Data for the task: Begin

//! Durable key/value storage backing the session.
//!
//! The session keeps three keys: `token`, `user_id` and the versioned
//! `persist:auth` snapshot. Backends only need string get/set/remove.

use std::collections::HashMap;
use std::io::Write;
use std::path::{Path, PathBuf};
use std::sync::Mutex;

use anyhow::{Context, Result};
use keyring::Entry;
use serde_json::{Map, Value};
use tempfile::NamedTempFile;
use tracing::{debug, info};

pub trait SessionStorage: Send + Sync {
    fn read(&self, key: &str) -> Result<Option<String>>;
    fn write(&self, key: &str, value: &str) -> Result<()>;
    fn remove(&self, key: &str) -> Result<()>;
}

/// OS keychain storage, one keyring entry per key.
pub struct KeyringStorage {
    service_prefix: String,
    user: String,
}

impl KeyringStorage {
    pub fn new() -> Self {
        Self {
            service_prefix: "exoscope".to_string(),
            user: "exoscope".to_string(),
        }
    }

    fn entry(&self, key: &str) -> Result<Entry> {
        let service = format!("{}-{}", self.service_prefix, key);
        Entry::new(&service, &self.user)
            .with_context(|| format!("Failed to create keyring entry for {}", service))
    }
}

impl Default for KeyringStorage {
    fn default() -> Self {
        Self::new()
    }
}

impl SessionStorage for KeyringStorage {
    fn read(&self, key: &str) -> Result<Option<String>> {
        match self.entry(key)?.get_password() {
            Ok(value) => Ok(Some(value)),
            Err(keyring::Error::NoEntry) => Ok(None),
            Err(e) => Err(e).with_context(|| format!("Failed to read keyring key {}", key)),
        }
    }

    fn write(&self, key: &str, value: &str) -> Result<()> {
        self.entry(key)?
            .set_password(value)
            .with_context(|| format!("Failed to write keyring key {}", key))
    }

    fn remove(&self, key: &str) -> Result<()> {
        match self.entry(key)?.delete_credential() {
            Ok(()) | Err(keyring::Error::NoEntry) => Ok(()),
            Err(e) => Err(e).with_context(|| format!("Failed to delete keyring key {}", key)),
        }
    }
}

/// A single JSON object on disk. Every write replaces the file atomically.
pub struct FileStorage {
    path: PathBuf,
    lock: Mutex<()>,
}

impl FileStorage {
    pub fn new(path: impl Into<PathBuf>) -> Self {
        Self {
            path: path.into(),
            lock: Mutex::new(()),
        }
    }

    /// `<data dir>/exoscope/session.json`, or `./session.json` when the
    /// platform has no data directory.
    pub fn in_data_dir() -> Self {
        let path = dirs::data_dir()
            .map(|d| d.join("exoscope").join("session.json"))
            .unwrap_or_else(|| PathBuf::from("session.json"));
        Self::new(path)
    }

    pub fn path(&self) -> &Path {
        &self.path
    }

    fn load(&self) -> Result<Map<String, Value>> {
        if !self.path.exists() {
            return Ok(Map::new());
        }
        let raw = std::fs::read_to_string(&self.path)
            .with_context(|| format!("Failed to read {:?}", self.path))?;
        if raw.trim().is_empty() {
            return Ok(Map::new());
        }
        match serde_json::from_str::<Value>(&raw)
            .with_context(|| format!("Failed to parse {:?}", self.path))?
        {
            Value::Object(map) => Ok(map),
            _ => anyhow::bail!("Session file {:?} is not a JSON object", self.path),
        }
    }

    fn store(&self, map: &Map<String, Value>) -> Result<()> {
        let parent = self
            .path
            .parent()
            .filter(|p| !p.as_os_str().is_empty())
            .map(Path::to_path_buf)
            .unwrap_or_else(|| PathBuf::from("."));
        std::fs::create_dir_all(&parent)?;

        let json = serde_json::to_string_pretty(map)?;
        let mut temp = NamedTempFile::new_in(&parent)?;
        temp.write_all(json.as_bytes())?;
        temp.flush()?;
        temp.persist(&self.path)?;

        debug!("Wrote session file {:?}", self.path);
        Ok(())
    }
}

impl SessionStorage for FileStorage {
    fn read(&self, key: &str) -> Result<Option<String>> {
        let _guard = self.lock.lock().unwrap_or_else(|e| e.into_inner());
        let map = self.load()?;
        Ok(map.get(key).and_then(|v| v.as_str().map(str::to_string)))
    }

    fn write(&self, key: &str, value: &str) -> Result<()> {
        let _guard = self.lock.lock().unwrap_or_else(|e| e.into_inner());
        let mut map = self.load()?;
        map.insert(key.to_string(), Value::String(value.to_string()));
        self.store(&map)
    }

    fn remove(&self, key: &str) -> Result<()> {
        let _guard = self.lock.lock().unwrap_or_else(|e| e.into_inner());
        let mut map = self.load()?;
        if map.remove(key).is_some() {
            self.store(&map)?;
            info!("Removed {} from session file", key);
        }
        Ok(())
    }
}

/// In-process storage. Nothing survives a restart.
#[derive(Default)]
pub struct MemoryStorage {
    values: Mutex<HashMap<String, String>>,
}

impl MemoryStorage {
    pub fn new() -> Self {
        Self::default()
    }

    pub fn with_values<'a>(pairs: impl IntoIterator<Item = (&'a str, &'a str)>) -> Self {
        let values = pairs
            .into_iter()
            .map(|(k, v)| (k.to_string(), v.to_string()))
            .collect();
        Self {
            values: Mutex::new(values),
        }
    }
}

impl SessionStorage for MemoryStorage {
    fn read(&self, key: &str) -> Result<Option<String>> {
        let values = self.values.lock().unwrap_or_else(|e| e.into_inner());
        Ok(values.get(key).cloned())
    }

    fn write(&self, key: &str, value: &str) -> Result<()> {
        let mut values = self.values.lock().unwrap_or_else(|e| e.into_inner());
        values.insert(key.to_string(), value.to_string());
        Ok(())
    }

    fn remove(&self, key: &str) -> Result<()> {
        let mut values = self.values.lock().unwrap_or_else(|e| e.into_inner());
        values.remove(key);
        Ok(())
    }
}
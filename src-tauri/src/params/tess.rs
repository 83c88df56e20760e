use super::{ParamDef, SliderRange, Tier, ValueKind};

/// TESS submissions fall back to defaults for every blank field.
pub const TESS_REQUIRED: &[&str] = &[];

const fn field(
    id: &'static str,
    label: &'static str,
    default: f64,
    unit: &'static str,
    range: (f64, f64, f64),
    description: &'static str,
) -> ParamDef {
    ParamDef {
        id,
        label,
        default,
        tier: Tier::Primary,
        kind: ValueKind::Number,
        unit: Some(unit),
        description,
        range: Some(SliderRange {
            min: range.0,
            max: range.1,
            step: range.2,
        }),
    }
}

pub const TESS_PARAMS: &[ParamDef] = &[
    field(
        "pl_orbper",
        "Orbital Period",
        8.5,
        "days",
        (0.0, 500.0, 0.1),
        "Time the planet takes to orbit its host star. Shorter periods mean closer orbits.",
    ),
    field(
        "pl_trandurh",
        "Transit Duration",
        2.5,
        "hours",
        (0.0, 30.0, 0.1),
        "Time the planet takes to cross the stellar disk as seen from Earth.",
    ),
    field(
        "pl_trandep",
        "Transit Depth",
        1000.0,
        "ppm",
        (0.0, 5000.0, 10.0),
        "Starlight blocked during transit. Deeper dips usually mean bigger planets.",
    ),
    field(
        "pl_rade",
        "Planet Radius",
        2.0,
        "Earth radii",
        (0.0, 20.0, 0.1),
        "Planet size relative to Earth.",
    ),
    field(
        "pl_insol",
        "Insolation Flux",
        5.0,
        "Earth = 1",
        (0.0, 500.0, 0.1),
        "Stellar energy received relative to Earth. Higher values mean a hotter planet.",
    ),
    field(
        "pl_eqt",
        "Equilibrium Temperature",
        1000.0,
        "K",
        (200.0, 4000.0, 10.0),
        "Estimated average temperature assuming no atmosphere.",
    ),
    field(
        "st_teff",
        "Stellar Effective Temperature",
        5500.0,
        "K",
        (2500.0, 10000.0, 50.0),
        "Surface temperature of the host star.",
    ),
    field(
        "st_logg",
        "Stellar Surface Gravity",
        4.5,
        "log g",
        (0.0, 5.0, 0.01),
        "Base-10 log of the host star's surface gravity, tied to its mass and radius.",
    ),
    field(
        "st_rad",
        "Stellar Radius",
        1.0,
        "Solar radii",
        (0.0, 10.0, 0.01),
        "Host star radius relative to the Sun.",
    ),
];
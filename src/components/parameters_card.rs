use leptos::prelude::*;

use crate::commands::ParamDef;
use crate::params::ParameterSet;

/// Inputs for one dataset's parameters. Primary fields are always shown;
/// extras sit behind a toggle.
#[component]
pub fn ParametersCard(
    params: RwSignal<ParameterSet>,
    #[prop(into)] disabled: Signal<bool>,
) -> impl IntoView {
    let (show_extra, set_show_extra) = signal(false);

    let primary = move || {
        params
            .with(|p| p.primary().cloned().collect::<Vec<_>>())
            .into_iter()
            .map(|def| view! { <ParamInput def=def params=params disabled=disabled /> })
            .collect::<Vec<_>>()
    };

    let extra = move || {
        params
            .with(|p| p.extra().cloned().collect::<Vec<_>>())
            .into_iter()
            .map(|def| view! { <ParamInput def=def params=params disabled=disabled /> })
            .collect::<Vec<_>>()
    };

    view! {
        <div class="card parameters-card">
            <div class="card-header">
                <h3>"Parameters"</h3>
                <button
                    class="btn btn-small btn-secondary"
                    on:click=move |_| params.update(|p| p.reset())
                    disabled=move || disabled.get()
                >
                    "Reset to defaults"
                </button>
            </div>
            <div class="param-grid">{primary}</div>

            <Show when=move || params.with(|p| p.has_extra())>
                <button
                    class="btn-link extra-toggle"
                    on:click=move |_| set_show_extra.update(|s| *s = !*s)
                >
                    {move || if show_extra.get() { "Hide additional parameters" } else { "Show additional parameters" }}
                </button>
                <Show when=move || show_extra.get()>
                    <div class="param-grid param-grid-extra">{extra}</div>
                </Show>
            </Show>
        </div>
    }
}

#[component]
fn ParamInput(def: ParamDef, params: RwSignal<ParameterSet>, disabled: Signal<bool>) -> impl IntoView {
    let id = StoredValue::new(def.id.clone());
    let value = move || params.with(|p| p.display(&id.get_value()));
    let on_input = move |ev| {
        let raw = event_target_value(&ev);
        params.update(|p| {
            p.set(&id.get_value(), &raw);
        });
    };

    let label = match &def.unit {
        Some(unit) => format!("{} ({})", def.label, unit),
        None => def.label.clone(),
    };
    let input_id = format!("param-{}", def.id);

    view! {
        <div class="form-group param-input" title=def.description.clone()>
            <label for=input_id.clone()>{label}</label>
            {def.range.map(|range| view! {
                <input
                    type="range"
                    class="slider"
                    min=range.min
                    max=range.max
                    step=range.step
                    prop:value=value
                    on:input=on_input
                    disabled=move || disabled.get()
                />
                <div class="slider-bounds">
                    <span>{format!("Min: {}", range.min)}</span>
                    <span>{format!("Max: {}", range.max)}</span>
                </div>
            })}
            <input
                id=input_id
                type="number"
                class="input"
                step="any"
                placeholder=format!("Default: {}", def.default)
                prop:value=value
                on:input=on_input
                disabled=move || disabled.get()
            />
        </div>
    }
}
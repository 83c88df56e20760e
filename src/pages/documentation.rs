use leptos::prelude::*;

use crate::labels::disposition_name;

const TESS_CODES: &[&str] = &["PC", "CP", "KP", "APC", "FP", "FA"];

#[component]
pub fn DocumentationPage() -> impl IntoView {
    view! {
        <div class="page docs-page">
            <h2>"Documentation"</h2>

            <section class="docs-section">
                <h3>"Making a prediction"</h3>
                <ol>
                    <li>"Log in, open Predict and choose Kepler or TESS."</li>
                    <li>"Adjust the values. Each field starts at a real catalog value; clearing a field sends that default."</li>
                    <li>"For Kepler, the six headline measurements must be filled in. TESS accepts any subset."</li>
                    <li>"Press Predict. The verdict, its confidence and an id appear, and the run is added to your history."</li>
                </ol>
            </section>

            <section class="docs-section">
                <h3>"Reading the result"</h3>
                <p>
                    "The Kepler model answers 1 (planet) or 0 (not a planet). The TESS model answers with a disposition code:"
                </p>
                <ul>
                    {TESS_CODES.iter().map(|code| view! {
                        <li><span class="mono">{*code}</span>" - "{disposition_name(code)}</li>
                    }).collect::<Vec<_>>()}
                </ul>
                <p>"False positives, false alarms and a Kepler 0 are shown as Planet Not Found."</p>
                <p>"Confidence is the model's probability for its answer, shown as a percentage."</p>
            </section>

            <section class="docs-section">
                <h3>"History"</h3>
                <p>"Every prediction is stored on the server under your account. Deleting a row removes it for good."</p>
            </section>

            <section class="docs-section">
                <h3>"Sessions"</h3>
                <p>
                    "Your login is remembered between launches. If the server rejects it, you are logged out and asked to log in again."
                </p>
            </section>
        </div>
    }
}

Data for the task: End

*What to produce*. Copy each line of the records that contains the word "exoscope".

*Solution for this exercise*.
            service_prefix: "exoscope".to_string(),
            user: "exoscope".to_string(),
    /// `<data dir>/exoscope/session.json`, or `./session.json` when the
            .map(|d| d.join("exoscope").join("session.json"))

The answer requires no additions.